31.952162, 35.233154

Jordan Bridge. Sun. Feb. 5. Dearest Mother. I now begin a long letter, I expect! We left Jerusalem [(El Quds esh Sherif, Yerushalayim)] this morning at 8 in a howling tearing wind and under a threatening sky. We had however very little rain and jogged down the familiar Jericho road comfortably enough, Mikhail, who is a great talker, telling me the while many tales of his past journeys. He is a cheerful capable man. We got down to Jericho about 2, but I had resolved not to camp there as I had always had a desire to pitch a camp down by the great Jordan Bridge, the Bridge of the Desert. We stopped to buy corn and straw for our beasts and went on with the muleteers. After about an hour a sharp shower followed and overtook us. By this time we had got to the edge of the strangest bit of all this strange Jordan valley.

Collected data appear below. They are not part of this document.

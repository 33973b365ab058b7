//! Logging setup built on `tracing-subscriber`.
//!
//! Engine crates only emit `tracing` events; installing a subscriber is the
//! host application's choice. These helpers give hosts and tests a one-line
//! default.

use tracing_subscriber::EnvFilter;

/// Filter used when `RUST_LOG` is not set.
pub const DEFAULT_FILTER: &str = "info,tallyplot=debug,tallyplot_geometry=debug";

fn env_filter() -> EnvFilter {
    EnvFilter::try_from_default_env().unwrap_or_else(|_| EnvFilter::new(DEFAULT_FILTER))
}

/// Install a global fmt subscriber.
///
/// Panics if a global subscriber has already been set; use [`try_init`]
/// when that can happen (tests, plugins).
pub fn init() {
    tracing_subscriber::fmt().with_env_filter(env_filter()).init();
}

/// Install a global fmt subscriber, returning an error if one already exists.
pub fn try_init() -> Result<(), Box<dyn std::error::Error + Send + Sync + 'static>> {
    tracing_subscriber::fmt()
        .with_env_filter(env_filter())
        .try_init()
}

/// Install a subscriber that writes through the test harness's captured output.
///
/// Safe to call from every test; only the first call installs anything.
pub fn init_for_tests() {
    let _ = tracing_subscriber::fmt()
        .with_env_filter(EnvFilter::new("trace"))
        .with_test_writer()
        .try_init();
}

It consists of mud hills about 100 ft high cut up into very steep slopes and ravines, and the road - save the mark! - winds on top and along the precipitous sides of them. With a very little rain they are turned into hills of soap, inconceivably slippery and quite impassible. We hurried on and fortunately the rain stopped, but only just in time. We had to get off and lead our horses - mine slipped and began to slide down the bank but he regained his feet almost miraculously. It lasted only about ½ an hour, but it was with many Thanks be to God! that we came to the end of it. People have been known to have been caught in rain in that Sodom and Gomorrah - it's about the site of them I believe - and to have remained there all night, quite unable to move. We got to the Jordan at 4 and pitched camp in a delightful open place with a little grass and a few tamarisk bushes just this end of the Bridge. A little scrub of Spina Christi bushes divides us from the river. The muleteers have made a great fire and are collected round it under the stars, listening to the tales of a negro who has appeared from Lord knows where, like a dog turning up where there may be food, and is a bit of a wag in his way. There passed through this morning 900 soldiers on their way to help Ibn Rashid in Central Arabia. It's good luck to have missed them.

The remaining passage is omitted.